The experts claim the same pathway to be associated with other aggressive leukemias, breast cancer and solid tumors like glioblastoma which is an extreme type of brain cancer. In the course of the research, the researchers examined 120 human specimens from patients in various phases of CML progression. The outcome was that a significant elevation in the levels of Musashi was reported with advancement in the ailment.

The CML progression is ascertained to be indicated by a block in cell maturation known as differentiation and an addition in immature cells. Therefore, the scientists investigated whether an abnormal reversal of the signals controlling cell differentiation led to the progression of the disease. The molecule Numb that is believed to regulate control differentiation during normal development was inspected by the scientists.

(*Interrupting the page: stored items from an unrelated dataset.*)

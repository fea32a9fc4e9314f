//! The hardcoded local-first resolution strategy.

use crate::resolver::{non_empty, Resolver};
use localrouter_config::ResolutionStrategyConfig;
use std::collections::HashMap;

/// Provider chosen when every gate dimension scores zero.
const LOCAL_TARGET: &str = "local_vllm";

/// The dimensions that must all be present and zero for local routing.
const GATE_DIMENSIONS: [&str; 3] = ["complexity", "context_rel", "length_check"];

/// Routes to the local provider only when complexity, context relevance, and
/// length all scored zero; anything else (including an incomplete vector)
/// goes to the configured default provider.
pub struct StrictLocalResolver {
    default_provider: String,
}

impl StrictLocalResolver {
    /// Create the resolver from its configuration.
    pub fn new(config: &ResolutionStrategyConfig) -> Self {
        Self {
            default_provider: config.default_provider.clone(),
        }
    }
}

impl Resolver for StrictLocalResolver {
    fn name(&self) -> &str {
        "strict_local_first"
    }

    fn resolve(&self, vector: &HashMap<String, f64>) -> Option<String> {
        let mut all_zero = true;
        for dimension in GATE_DIMENSIONS {
            match vector.get(dimension) {
                Some(&score) => all_zero &= score == 0.0,
                // Incomplete vector: an evaluator failed or timed out.
                None => return non_empty(&self.default_provider),
            }
        }

        if all_zero {
            Some(LOCAL_TARGET.to_string())
        } else {
            non_empty(&self.default_provider)
        }
    }
}

#[cfg(test)]
mod tests {
    use super::*;

    fn resolver() -> StrictLocalResolver {
        StrictLocalResolver::new(&ResolutionStrategyConfig {
            kind: "strict_local_first".to_string(),
            default_provider: "google".to_string(),
            ..Default::default()
        })
    }

    fn vector(entries: &[(&str, f64)]) -> HashMap<String, f64> {
        entries.iter().map(|(k, v)| (k.to_string(), *v)).collect()
    }

    #[test]
    fn all_zero_routes_local() {
        let v = vector(&[("complexity", 0.0), ("context_rel", 0.0), ("length_check", 0.0)]);
        assert_eq!(resolver().resolve(&v), Some("local_vllm".to_string()));
    }

    #[test]
    fn any_nonzero_routes_default() {
        let v = vector(&[("complexity", 1.0), ("context_rel", 0.0), ("length_check", 0.0)]);
        assert_eq!(resolver().resolve(&v), Some("google".to_string()));
    }

    #[test]
    fn incomplete_vector_routes_default() {
        let v = vector(&[("complexity", 0.0), ("length_check", 0.0)]);
        assert_eq!(resolver().resolve(&v), Some("google".to_string()));
    }

    #[test]
    fn empty_default_provider_yields_no_decision() {
        let resolver = StrictLocalResolver::new(&ResolutionStrategyConfig::default());
        assert_eq!(resolver.resolve(&HashMap::new()), None);
    }

    #[test]
    fn extra_dimensions_are_ignored() {
        let v = vector(&[
            ("complexity", 0.0),
            ("context_rel", 0.0),
            ("length_check", 0.0),
            ("sentiment", 0.9),
        ]);
        assert_eq!(resolver().resolve(&v), Some("local_vllm".to_string()));
    }
}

Tannishtha Reya, Ph.D., an associate professor of pharmacology, senior author and cancer biology at Duke enlightened, “We found high levels of Musashi in all of the human advanced phase CML samples we studied. The fact that this pattern was seen in all of the human cells, regardless of patients’ gender or ethnicity, and in people on three continents, marked it as potentially a major signal that needed to be studied in as much depth as possible.”

In order to compare the chronic which is the less harmful with the blast-crisis that is the most harmful and severe phases of CML, the investigators observed mice. The investigation enabled the researchers to inspect the way Numb was being curbed in advanced disease and, if this repression aids in the sustenance of blast-crisis phase. The RNA-binding protein Musashi was thoroughly scrutinized as it is assumed to hold back Numb in other systems.

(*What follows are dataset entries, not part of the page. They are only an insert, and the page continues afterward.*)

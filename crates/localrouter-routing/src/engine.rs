//! The routing engine: one provider+model decision per request.

use crate::resolver::{build_resolver, Resolver};
use evalexpr::{ContextWithMutableVariables, HashMapContext, Node, Value};
use localrouter_config::{Config, GenerativeRoutingConfig, RemoteStrategy};
use localrouter_core::{ChatRequest, GatewayError, GatewayResult, Provider, ProviderMap};
use localrouter_evaluators::{build_evaluators, evaluate_all, Evaluator};
use std::sync::Arc;
use tracing::{debug, warn};

/// Registration name of the local inference provider.
const LOCAL_PROVIDER: &str = "local_vllm";

/// Remote provider assumed when the strategy names none.
const DEFAULT_REMOTE_PROVIDER: &str = "google";

/// Providers tried in order when no strategy has been fetched and the
/// configuration does not override the preference list.
const DEFAULT_PREFERENCE: [&str; 2] = [DEFAULT_REMOTE_PROVIDER, LOCAL_PROVIDER];

/// Selects the upstream provider and target model for each request.
///
/// Decision tiers, in order:
/// 1. generative routing (evaluator pool + resolver), when enabled
/// 2. the default-provider preference list, when no strategy is known yet
/// 3. the configured global routing expression, when present
/// 4. the strategy's direct `local`/`remote` designation
pub struct RoutingEngine {
    providers: ProviderMap,
    generative: Option<GenerativeRoutingConfig>,
    evaluators: Vec<Arc<dyn Evaluator>>,
    resolver: Option<Box<dyn Resolver>>,
    expression: Option<Node>,
    default_providers: Vec<String>,
}

impl RoutingEngine {
    /// Build the engine from the provider map and startup configuration.
    /// Broken pieces (bad expression, bad evaluators, unknown resolver type)
    /// are logged and dropped; the engine still routes with what remains.
    pub fn new(providers: ProviderMap, config: &Config) -> Self {
        let generative = config
            .generative_routing
            .clone()
            .filter(|routing| routing.enabled);

        let evaluators = generative
            .as_ref()
            .map(|routing| build_evaluators(&routing.evaluators))
            .unwrap_or_default();

        let resolver = generative
            .as_ref()
            .and_then(|routing| build_resolver(&routing.resolution_strategy));

        let expression = if config.remote_strategy.expression.is_empty() {
            None
        } else {
            match evalexpr::build_operator_tree(&config.remote_strategy.expression) {
                Ok(program) => Some(program),
                Err(e) => {
                    warn!(error = %e, "failed to compile routing expression");
                    None
                }
            }
        };

        let default_providers = if config.remote_strategy.default_providers.is_empty() {
            DEFAULT_PREFERENCE.iter().map(|s| s.to_string()).collect()
        } else {
            config.remote_strategy.default_providers.clone()
        };

        Self {
            providers,
            generative,
            evaluators,
            resolver,
            expression,
            default_providers,
        }
    }

    /// Choose the provider and target model for a request under the given
    /// strategy snapshot.
    ///
    /// # Errors
    /// Returns a routing error when no tier can produce a registered
    /// provider, or when the strategy names an unknown tier.
    pub async fn select_provider(
        &self,
        req: &ChatRequest,
        strategy: &RemoteStrategy,
    ) -> GatewayResult<(Arc<dyn Provider>, String)> {
        // Tier 1: generative routing.
        if let Some(generative) = &self.generative {
            if !self.evaluators.is_empty() {
                let vector =
                    evaluate_all(&req.messages, generative.global_timeout_ms, &self.evaluators)
                        .await;
                debug!(dimensions = vector.len(), "intent vector evaluated");

                let target = self
                    .resolver
                    .as_ref()
                    .and_then(|resolver| resolver.resolve(&vector))
                    .or_else(|| {
                        if generative.fallback_provider.is_empty() {
                            None
                        } else {
                            Some(generative.fallback_provider.clone())
                        }
                    });

                if let Some(name) = target {
                    if let Some(provider) = self.providers.get(&name) {
                        return Ok((Arc::clone(provider), req.model.clone()));
                    }
                    warn!(provider = %name, "generative routing target not registered, continuing to normal routing");
                }
            }
        }

        // Tier 2: no strategy fetched yet.
        if strategy.strategy.is_empty() {
            debug!("no remote strategy defined, trying default providers");
            for name in &self.default_providers {
                if let Some(provider) = self.providers.get(name) {
                    return Ok((Arc::clone(provider), req.model.clone()));
                }
            }
            return Err(GatewayError::routing(
                "no strategy and no sensible default providers found",
            ));
        }

        // Tier 3: global routing expression.
        if let Some(program) = &self.expression {
            match program.eval_with_context(&expression_env(req, strategy)) {
                Ok(Value::String(name)) => {
                    if let Some(provider) = self.providers.get(&name) {
                        let model = if name == LOCAL_PROVIDER && !strategy.local_model.is_empty() {
                            strategy.local_model.clone()
                        } else if !strategy.remote_model.is_empty() {
                            strategy.remote_model.clone()
                        } else {
                            req.model.clone()
                        };
                        return Ok((Arc::clone(provider), model));
                    }
                    warn!(provider = %name, "routing expression matched unknown provider");
                }
                Ok(other) => {
                    debug!(result = ?other, "routing expression returned non-provider value");
                }
                Err(e) => {
                    warn!(error = %e, "routing expression evaluation failed");
                }
            }
        }

        // Tier 4: direct strategy.
        match strategy.strategy.as_str() {
            "remote" => {
                let name = if strategy.remote_provider.is_empty() {
                    DEFAULT_REMOTE_PROVIDER
                } else {
                    strategy.remote_provider.as_str()
                };
                let provider = self.providers.get(name).ok_or_else(|| {
                    GatewayError::routing(format!("remote provider {name:?} not configured"))
                })?;
                Ok((Arc::clone(provider), strategy.remote_model.clone()))
            }
            "local" => {
                let provider = self.providers.get(LOCAL_PROVIDER).ok_or_else(|| {
                    GatewayError::routing(format!(
                        "local provider {LOCAL_PROVIDER:?} not configured"
                    ))
                })?;
                Ok((Arc::clone(provider), strategy.local_model.clone()))
            }
            other => Err(GatewayError::routing(format!("unknown strategy: {other}"))),
        }
    }
}

/// Flattened request+strategy environment for the routing expression.
fn expression_env(req: &ChatRequest, strategy: &RemoteStrategy) -> HashMapContext {
    let mut context = HashMapContext::new();
    let _ = context.set_value(
        "request_model".to_string(),
        Value::String(req.model.clone()),
    );
    let _ = context.set_value("request_stream".to_string(), Value::Boolean(req.stream));
    let _ = context.set_value(
        "request_message_count".to_string(),
        Value::Int(req.messages.len() as i64),
    );
    let _ = context.set_value(
        "strategy".to_string(),
        Value::String(strategy.strategy.clone()),
    );
    let _ = context.set_value(
        "strategy_local_model".to_string(),
        Value::String(strategy.local_model.clone()),
    );
    let _ = context.set_value(
        "strategy_remote_provider".to_string(),
        Value::String(strategy.remote_provider.clone()),
    );
    let _ = context.set_value(
        "strategy_remote_model".to_string(),
        Value::String(strategy.remote_model.clone()),
    );
    context
}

Musashi may be admitted to contribute to the growth of immature cells in cancers also, because it heightens in stem cells and is required for their growth. The investigators elucidate that Musashi expression was 10 times higher in the more immature blast crisis CML phase. By blocking Musashi, cancer growth may be blocked, so future therapies can target Musashi. The latest research has suggested activating Numb, or blocking Musashi to prevent blast-crisis CML.

Reya said “It is not always clear if a pathway that appears to be important in mouse models will be relevant in human disease. In this case, however, the data and patterns are so strong in human patient samples that pursuing these findings becomes critical.”

To overcome cancer cell growth either the programmed cell death in cancer cells is activated, or the growth is blocked directly. In instances wherein cancer is composed of immature cells, these cells are supposedly impelled to mature and differentiate. Depletion of immature cells may adversely hamper the continued growth of the cancer.

Since an early marker of advanced CML is claimed to be elevated levels of Musashi, the patient prognosis can be understood in detail by examining the levels of the protein. It was concluded that heightened levels of Musashi in glioblastoma and lower levels of Numb in high-grade breast cancer seemingly indicate the Musashi-Numb pathway to be encompassed in solid cancers.

The research is published in Nature online on July 18.